PNE: Estudo Propõe Investir 7,5% do PIB em Educação até 2035

Crédito: agenciabrasil.ebc.com.br

Um relatório sobre o Plano Nacional de Educação (PNE) 2025-2035, apresentado na Comissão Especial da Câmara dos Deputados, sugere que investir 7,5% do Produto Interno Bruto (PIB) é fundamental para garantir educação de qualidade, eliminar deficiências, manter a infraestrutura e valorizar os profissionais da área nos próximos dez anos. O texto está programado para ser debatido em cinco sessões antes da votação.

O estudo, liderado pelo deputado Moses Rodrigues, estima que esse investimento corresponda a R$ 280 bilhões ao longo da próxima década. Desse total, R$ 130 bilhões seriam destinados à erradicação de problemas históricos, como o analfabetismo e a elevação dos níveis de escolaridade, enquanto R$ 150 bilhões seriam direcionados à manutenção da infraestrutura educacional.

O PNE estabelece 19 objetivos a serem alcançados na próxima década, com metas e estratégias de monitoramento envolvendo a União, os estados, o Distrito Federal e os municípios. A qualidade do ensino é o foco principal, com metas voltadas para a educação infantil, profissional e tecnológica, ensino superior e formação de professores. Objetivos específicos para a educação escolar indígena, a educação do campo e a educação quilombola também estão incluídos.

Para financiar as metas, o relatório propõe a alocação de recursos provenientes da exploração de petróleo para a expansão, modernização e adequação da infraestrutura das escolas, a redução das desigualdades entre as redes de ensino e a garantia de padrões de qualidade. Um projeto de lei incluso no PNE propõe que os recursos da exploração do Pré-Sal, estimados em R$ 220 bilhões, sejam destinados à educação. Adicionalmente, a proposta visa garantir que os investimentos em infraestrutura nos próximos 10 anos não sejam afetados pelo arcabouço fiscal.

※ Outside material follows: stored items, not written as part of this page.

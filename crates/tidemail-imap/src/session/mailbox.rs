//! Mailbox selection and management commands.

use super::Session;
use crate::command::{Command, SequenceSet};
use crate::connection::Transport;
use crate::parser::response::{SelectData, is_untagged, line_text, parse_list, parse_select_data};
use crate::types::{ListEntry, Mailbox};
use crate::{Error, Result};

/// Separator used by the folder helpers.
const FOLDER_SEPARATOR: char = '.';

impl<T: Transport> Session<T> {
    /// Selects a mailbox for reading and writing.
    pub async fn select(&mut self, name: &str) -> Result<Mailbox> {
        let command = Command::Select {
            mailbox: name.to_string(),
        };
        self.open_mailbox(&command, name).await
    }

    /// Selects a mailbox read-only.
    pub async fn examine(&mut self, name: &str) -> Result<Mailbox> {
        let command = Command::Examine {
            mailbox: name.to_string(),
        };
        self.open_mailbox(&command, name).await
    }

    async fn open_mailbox(&mut self, command: &Command, name: &str) -> Result<Mailbox> {
        let response = self.execute(command).await?;

        if let Some(first) = response.lines.first().filter(|line| !is_untagged(line)) {
            let error = Error::Protocol(format!(
                "unexpected {} response: {}",
                command.name(),
                line_text(first)
            ));
            return self.record(Err(error));
        }

        let mut mailbox = Mailbox::new(name);
        for line in &response.lines {
            match parse_select_data(line) {
                SelectData::Exists(count) => mailbox.exists = count,
                SelectData::Recent(count) => mailbox.recent = count,
                SelectData::Unseen(count) => mailbox.unseen = count,
                SelectData::Flags(flags) => mailbox.flags = flags,
                SelectData::Other => {}
            }
        }
        mailbox.read_write = response.text.to_ascii_uppercase().contains("READ-WRITE");

        tracing::debug!(
            mailbox = name,
            exists = mailbox.exists,
            read_write = mailbox.read_write,
            "mailbox opened"
        );
        Ok(mailbox)
    }

    /// Lists mailboxes under `reference` matching `pattern` (`*`, `%`).
    pub async fn list(&mut self, reference: &str, pattern: &str) -> Result<Vec<ListEntry>> {
        let response = self
            .execute(&Command::List {
                reference: reference.to_string(),
                pattern: pattern.to_string(),
            })
            .await?;
        Ok(response.lines.iter().filter_map(|line| parse_list(line)).collect())
    }

    /// Creates a mailbox.
    pub async fn create_mailbox(&mut self, name: &str) -> Result<()> {
        self.execute(&Command::Create {
            mailbox: name.to_string(),
        })
        .await
        .map(drop)
    }

    /// Creates `name` inside `folder`, joined with `.`.
    pub async fn create_mailbox_in(&mut self, folder: &str, name: &str) -> Result<()> {
        self.create_mailbox(&format!("{folder}{FOLDER_SEPARATOR}{name}"))
            .await
    }

    /// Deletes a mailbox.
    pub async fn delete_mailbox(&mut self, name: &str) -> Result<()> {
        self.execute(&Command::Delete {
            mailbox: name.to_string(),
        })
        .await
        .map(drop)
    }

    /// Deletes `name` inside `folder`, joined with `.`.
    pub async fn delete_mailbox_in(&mut self, folder: &str, name: &str) -> Result<()> {
        self.delete_mailbox(&format!("{folder}{FOLDER_SEPARATOR}{name}"))
            .await
    }

    /// Renames a mailbox.
    pub async fn rename_mailbox(&mut self, from: &str, to: &str) -> Result<()> {
        self.execute(&Command::Rename {
            from: from.to_string(),
            to: to.to_string(),
        })
        .await
        .map(drop)
    }

    /// Copies messages `begin..=end` of the selected mailbox into `mailbox`.
    pub async fn copy_messages(&mut self, mailbox: &str, begin: u32, end: u32) -> Result<()> {
        let sequence = if begin == end {
            SequenceSet::Single(begin)
        } else {
            SequenceSet::Range(begin, end)
        };
        self.execute(&Command::Copy {
            sequence,
            mailbox: mailbox.to_string(),
        })
        .await
        .map(drop)
    }
}

#[cfg(test)]
#[allow(
    clippy::unwrap_used,
    clippy::redundant_clone,
    clippy::manual_string_new,
    clippy::needless_collect,
    clippy::unreadable_literal,
    clippy::used_underscore_items,
    clippy::similar_names
)]
mod tests {
    use super::*;
    use crate::command::TagGenerator;
    use crate::connection::FramedTransport;
    use crate::types::{Flag, MailboxAttribute};
    use tokio_test::io::Builder;

    fn session(mock: tokio_test::io::Mock) -> Session<FramedTransport<tokio_test::io::Mock>> {
        Session::with_tags(FramedTransport::new(mock), TagGenerator::new("A"))
    }

    #[tokio::test]
    async fn test_select() {
        let mock = Builder::new()
            .write(b"A0000 SELECT INBOX\r\n")
            .read(b"* 172 EXISTS\r\n* 1 RECENT\r\n")
            .read(b"* OK [UNSEEN 12] Message 12 is first unseen\r\n")
            .read(b"* FLAGS (\\Answered \\Flagged \\Deleted \\Seen \\Draft)\r\n")
            .read(b"A0000 OK [READ-WRITE] SELECT completed\r\n")
            .build();
        let mut session = session(mock);

        let mailbox = session.select("INBOX").await.unwrap();
        assert_eq!(mailbox.name(), "INBOX");
        assert_eq!(mailbox.exists, 172);
        assert_eq!(mailbox.recent, 1);
        assert_eq!(mailbox.unseen, 12);
        assert!(mailbox.flags.contains(Flag::Flagged));
        assert!(mailbox.read_write);
    }

    #[tokio::test]
    async fn test_examine_read_only() {
        let mock = Builder::new()
            .write(b"A0000 EXAMINE \"Sent Items\"\r\n")
            .read(b"* 3 EXISTS\r\nA0000 OK [READ-ONLY] EXAMINE completed\r\n")
            .build();
        let mut session = session(mock);

        let mailbox = session.examine("Sent Items").await.unwrap();
        assert_eq!(mailbox.exists, 3);
        assert!(!mailbox.read_write);
    }

    #[tokio::test]
    async fn test_select_missing_mailbox() {
        let mock = Builder::new()
            .write(b"A0000 SELECT Nope\r\n")
            .read(b"A0000 NO Mailbox doesn't exist\r\n")
            .build();
        let mut session = session(mock);

        assert!(matches!(session.select("Nope").await, Err(Error::No(_))));
        assert_eq!(session.error_string(), "Mailbox doesn't exist");
    }

    #[tokio::test]
    async fn test_select_unexpected_first_line() {
        let mock = Builder::new()
            .write(b"A0000 SELECT INBOX\r\n")
            .read(b"garbage\r\nA0000 OK [READ-WRITE] done\r\n")
            .build();
        let mut session = session(mock);

        assert!(matches!(session.select("INBOX").await, Err(Error::Protocol(_))));
    }

    #[tokio::test]
    async fn test_list() {
        let mock = Builder::new()
            .write(b"A0000 LIST \"\" \"*\"\r\n")
            .read(b"* LIST (\\HasNoChildren) \".\" INBOX\r\n")
            .read(b"* LIST (\\HasChildren \\Noselect) \".\" Archive\r\n")
            .read(b"A0000 OK LIST completed\r\n")
            .build();
        let mut session = session(mock);

        let entries = session.list("", "*").await.unwrap();
        assert_eq!(entries.len(), 2);
        assert_eq!(entries[1].name, "Archive");
        assert_eq!(entries[1].delimiter, Some('.'));
        assert!(entries[1].attributes.contains(&MailboxAttribute::NoSelect));
    }

    #[tokio::test]
    async fn test_folder_helpers() {
        let mock = Builder::new()
            .write(b"A0000 CREATE Work.Reports\r\n")
            .read(b"A0000 OK CREATE completed\r\n")
            .write(b"A0001 RENAME Work.Reports Work.Old\r\n")
            .read(b"A0001 OK RENAME completed\r\n")
            .write(b"A0002 DELETE Work.Old\r\n")
            .read(b"A0002 OK DELETE completed\r\n")
            .build();
        let mut session = session(mock);

        session.create_mailbox_in("Work", "Reports").await.unwrap();
        session.rename_mailbox("Work.Reports", "Work.Old").await.unwrap();
        session.delete_mailbox_in("Work", "Old").await.unwrap();
    }

    #[tokio::test]
    async fn test_copy_messages() {
        let mock = Builder::new()
            .write(b"A0000 COPY 2:4 Archive\r\n")
            .read(b"A0000 OK COPY completed\r\n")
            .write(b"A0001 COPY 7 Archive\r\n")
            .read(b"A0001 OK COPY completed\r\n")
            .build();
        let mut session = session(mock);

        session.copy_messages("Archive", 2, 4).await.unwrap();
        session.copy_messages("Archive", 7, 7).await.unwrap();
    }
}
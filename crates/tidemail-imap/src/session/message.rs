//! FETCH, STORE, and SEARCH commands.

use chrono::NaiveDate;
use tidemail_mime::{join_lines, split_lines, strip_fetch_framing};
use tracing::warn;

use super::{Response, Session};
use crate::command::{Command, FetchItems, SearchCriteria, SequenceSet, StoreAction};
use crate::connection::Transport;
use crate::parser::body_structure::{default_part, parse_body_structure};
use crate::parser::fetch::{FetchResponse, is_fetch, parse_fetch};
use crate::parser::response::parse_search;
use crate::types::{Flag, Mailbox, Message};
use crate::{Error, Result};

impl<T: Transport> Session<T> {
    /// Fetches envelopes and flags for `sequence`, appending the messages to
    /// `mailbox` in server order. Returns how many were added.
    pub async fn fetch(&mut self, mailbox: &mut Mailbox, sequence: &SequenceSet) -> Result<usize> {
        let response = self.fetch_items(sequence.clone(), FetchItems::All).await?;

        let mut added = 0;
        for fetched in fetch_responses(&response) {
            mailbox.add_message(fetched.to_message());
            added += 1;
        }
        Ok(added)
    }

    /// Fetches messages `begin..=end`.
    pub async fn fetch_range(&mut self, mailbox: &mut Mailbox, begin: u32, end: u32) -> Result<usize> {
        self.fetch(mailbox, &SequenceSet::Range(begin, end)).await
    }

    /// Fetches the listed messages. An empty list sends nothing.
    pub async fn fetch_ids(&mut self, mailbox: &mut Mailbox, ids: &[u32]) -> Result<usize> {
        if ids.is_empty() {
            return Ok(0);
        }
        self.fetch(mailbox, &SequenceSet::List(ids.to_vec())).await
    }

    /// Fetches every message of a selected mailbox.
    ///
    /// A mailbox reporting no messages sends nothing, since `1:*` is
    /// rejected by some servers when the mailbox is empty.
    pub async fn fetch_mailbox(&mut self, mailbox: &mut Mailbox) -> Result<usize> {
        if mailbox.exists == 0 {
            return Ok(0);
        }
        self.fetch(mailbox, &SequenceSet::ALL).await
    }

    /// Fetches the envelope and flags of one message.
    pub async fn fetch_headers(&mut self, id: u32) -> Result<Message> {
        let response = self.fetch_items(SequenceSet::Single(id), FetchItems::All).await?;
        let message = fetch_responses(&response)
            .find(|fetched| fetched.id == id)
            .map(|fetched| fetched.to_message());
        self.require(message, id)
    }

    /// Resolves a sequence number to its UID.
    pub async fn fetch_uid(&mut self, id: u32) -> Result<u32> {
        let response = self.fetch_items(SequenceSet::Single(id), FetchItems::Uid).await?;
        let uid = fetch_responses(&response)
            .filter(|fetched| fetched.id == id)
            .find_map(|fetched| fetched.uid());
        self.require(uid, id)
    }

    /// Fetches the MIME structure of `message` and replaces its body parts.
    ///
    /// An unparseable structure leaves one TEXT/PLAIN part numbered `"1"`.
    pub async fn fetch_body_structure(&mut self, message: &mut Message) -> Result<()> {
        let id = self.message_id(message)?;
        let response = self
            .fetch_items(SequenceSet::Single(id), FetchItems::BodyStructure)
            .await?;

        let parts = fetch_responses(&response)
            .filter(|fetched| fetched.id == id)
            .find_map(|fetched| fetched.get("BODYSTRUCTURE").map(parse_body_structure))
            .unwrap_or_else(|| {
                warn!(id, "no BODYSTRUCTURE in response");
                vec![default_part()]
            });

        message.set_body_parts(parts);
        Ok(())
    }

    /// Fetches the content of body part `index` into its raw data.
    ///
    /// Lines are joined per the part's transfer encoding; use
    /// [`BodyPart::decoded_data`](crate::BodyPart::decoded_data) for the
    /// decoded bytes. An index past the part list fails with
    /// [`Error::InvalidArgument`] without contacting the server.
    pub async fn fetch_body_part(&mut self, message: &mut Message, index: usize) -> Result<()> {
        let Some(part) = message.body_part_at(index) else {
            let error = Error::InvalidArgument(format!(
                "body part {index} out of range ({} parts)",
                message.body_parts().len()
            ));
            return self.record(Err(error));
        };
        let section = part.part_number().to_string();
        let encoding = part.transfer_encoding();
        let id = self.message_id(message)?;

        let response = self
            .fetch_items(SequenceSet::Single(id), FetchItems::Body(section.clone()))
            .await?;

        let parsed = response
            .lines
            .iter()
            .filter(|line| is_fetch(line))
            .find_map(|line| parse_fetch(line).ok())
            .map(|fetched| fetched.body_section(&section).map(<[u8]>::to_vec));

        let raw = match parsed {
            Some(Some(literal)) => join_lines(split_lines(&literal), encoding),
            Some(None) => Vec::new(),
            None => {
                warn!(id, section = %section, "falling back to raw FETCH lines");
                let lines = response.lines.iter().flat_map(|line| split_lines(line).skip(1));
                strip_fetch_framing(&join_lines(lines, encoding)).to_vec()
            }
        };

        if let Some(part) = message.body_part_at_mut(index) {
            part.set_raw_data(raw);
        }
        Ok(())
    }

    /// Sets or clears one flag on message `id`, addressed by its UID.
    ///
    /// Succeeds only when the server answers with the updated FETCH data
    /// and an OK.
    pub async fn set_flag(&mut self, id: u32, flag: Flag, value: bool) -> Result<()> {
        let uid = self.fetch_uid(id).await?;
        let response = self
            .execute(&Command::UidStore {
                uid,
                action: StoreAction::set(flag, value),
            })
            .await?;

        if response.lines.is_empty() {
            let error = Error::Protocol(format!("UID STORE {uid} returned no data"));
            return self.record(Err(error));
        }
        Ok(())
    }

    /// Sets or clears `\Seen`.
    pub async fn set_seen(&mut self, id: u32, value: bool) -> Result<()> {
        self.set_flag(id, Flag::Seen, value).await
    }

    /// Sets or clears `\Draft`.
    pub async fn set_draft(&mut self, id: u32, value: bool) -> Result<()> {
        self.set_flag(id, Flag::Draft, value).await
    }

    /// Sets or clears `\Recent`. Most servers refuse this one.
    pub async fn set_recent(&mut self, id: u32, value: bool) -> Result<()> {
        self.set_flag(id, Flag::Recent, value).await
    }

    /// Sets or clears `\Flagged`.
    pub async fn set_flagged(&mut self, id: u32, value: bool) -> Result<()> {
        self.set_flag(id, Flag::Flagged, value).await
    }

    /// Sets or clears `\Deleted`.
    pub async fn set_deleted(&mut self, id: u32, value: bool) -> Result<()> {
        self.set_flag(id, Flag::Deleted, value).await
    }

    /// Sets or clears `\Answered`.
    pub async fn set_answered(&mut self, id: u32, value: bool) -> Result<()> {
        self.set_flag(id, Flag::Answered, value).await
    }

    /// Runs SEARCH with raw criteria text, returning ids in server order.
    ///
    /// Blank criteria return an empty list without sending a command.
    pub async fn search(&mut self, criteria: &str) -> Result<Vec<u32>> {
        let criteria = criteria.trim();
        if criteria.is_empty() {
            return Ok(Vec::new());
        }
        self.search_criteria(&SearchCriteria::Raw(criteria.to_string()))
            .await
    }

    /// Runs SEARCH with typed criteria.
    pub async fn search_criteria(&mut self, criteria: &SearchCriteria) -> Result<Vec<u32>> {
        if matches!(criteria, SearchCriteria::Raw(raw) if raw.trim().is_empty()) {
            return Ok(Vec::new());
        }
        let response = self
            .execute(&Command::Search {
                criteria: criteria.clone(),
            })
            .await?;
        Ok(response
            .lines
            .iter()
            .filter_map(|line| parse_search(line))
            .flatten()
            .collect())
    }

    /// Messages addressed to `text`.
    pub async fn search_to(&mut self, text: &str) -> Result<Vec<u32>> {
        self.search_criteria(&SearchCriteria::To(text.to_string())).await
    }

    /// Messages with `text` in Cc.
    pub async fn search_cc(&mut self, text: &str) -> Result<Vec<u32>> {
        self.search_criteria(&SearchCriteria::Cc(text.to_string())).await
    }

    /// Messages with `text` in Bcc.
    pub async fn search_bcc(&mut self, text: &str) -> Result<Vec<u32>> {
        self.search_criteria(&SearchCriteria::Bcc(text.to_string())).await
    }

    /// Messages from `text`.
    pub async fn search_from(&mut self, text: &str) -> Result<Vec<u32>> {
        self.search_criteria(&SearchCriteria::From(text.to_string())).await
    }

    /// Messages with `text` in headers or body.
    pub async fn search_text(&mut self, text: &str) -> Result<Vec<u32>> {
        self.search_criteria(&SearchCriteria::Text(text.to_string())).await
    }

    /// Messages with `text` in the body.
    pub async fn search_body(&mut self, text: &str) -> Result<Vec<u32>> {
        self.search_criteria(&SearchCriteria::Body(text.to_string())).await
    }

    /// Messages with `text` in the subject.
    pub async fn search_subject(&mut self, text: &str) -> Result<Vec<u32>> {
        self.search_criteria(&SearchCriteria::Subject(text.to_string())).await
    }

    /// Messages received on or after `date`.
    pub async fn search_since(&mut self, date: NaiveDate) -> Result<Vec<u32>> {
        self.search_criteria(&SearchCriteria::Since(date)).await
    }

    /// Messages sent on `date`.
    pub async fn search_sent_on(&mut self, date: NaiveDate) -> Result<Vec<u32>> {
        self.search_criteria(&SearchCriteria::SentOn(date)).await
    }

    /// Messages sent on or after `date`.
    pub async fn search_sent_since(&mut self, date: NaiveDate) -> Result<Vec<u32>> {
        self.search_criteria(&SearchCriteria::SentSince(date)).await
    }

    /// Messages sent before `date`.
    pub async fn search_sent_before(&mut self, date: NaiveDate) -> Result<Vec<u32>> {
        self.search_criteria(&SearchCriteria::SentBefore(date)).await
    }

    /// Messages larger than `size` bytes.
    pub async fn search_larger(&mut self, size: u32) -> Result<Vec<u32>> {
        self.search_criteria(&SearchCriteria::Larger(size)).await
    }

    /// Messages smaller than `size` bytes.
    pub async fn search_smaller(&mut self, size: u32) -> Result<Vec<u32>> {
        self.search_criteria(&SearchCriteria::Smaller(size)).await
    }

    /// Draft messages.
    pub async fn search_draft(&mut self) -> Result<Vec<u32>> {
        self.search_criteria(&SearchCriteria::Draft).await
    }

    /// Recent messages.
    pub async fn search_recent(&mut self) -> Result<Vec<u32>> {
        self.search_criteria(&SearchCriteria::Recent).await
    }

    /// Unseen messages.
    pub async fn search_unseen(&mut self) -> Result<Vec<u32>> {
        self.search_criteria(&SearchCriteria::Unseen).await
    }

    /// Messages marked deleted.
    pub async fn search_deleted(&mut self) -> Result<Vec<u32>> {
        self.search_criteria(&SearchCriteria::Deleted).await
    }

    /// Answered messages.
    pub async fn search_answered(&mut self) -> Result<Vec<u32>> {
        self.search_criteria(&SearchCriteria::Answered).await
    }

    /// Unanswered messages.
    pub async fn search_unanswered(&mut self) -> Result<Vec<u32>> {
        self.search_criteria(&SearchCriteria::Unanswered).await
    }

    /// Messages both recent and unseen.
    pub async fn search_recent_unseen(&mut self) -> Result<Vec<u32>> {
        self.search_criteria(&SearchCriteria::RecentUnseen).await
    }

    async fn fetch_items(&mut self, sequence: SequenceSet, items: FetchItems) -> Result<Response> {
        self.execute(&Command::Fetch { sequence, items }).await
    }

    fn message_id(&mut self, message: &Message) -> Result<u32> {
        let id = message
            .id
            .ok_or_else(|| Error::InvalidArgument("message has no sequence number".to_string()));
        self.record(id)
    }

    fn require<R>(&mut self, value: Option<R>, id: u32) -> Result<R> {
        let value = value.ok_or_else(|| Error::Protocol(format!("no FETCH data for message {id}")));
        self.record(value)
    }
}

A proposta inclui ainda a negociação do Programa de Pleno Pagamento de Dívidas dos Estados (Propag) para direcionar investimentos sociais. O projeto de lei também permite que o governo federal encontre novas fontes para o plano. Um calendário foi estabelecido para o planejamento estratégico dos gestores, definindo metas e diretrizes gerais, bem como um plano de ação bienal com indicadores, metas intermediárias e planos operacionais.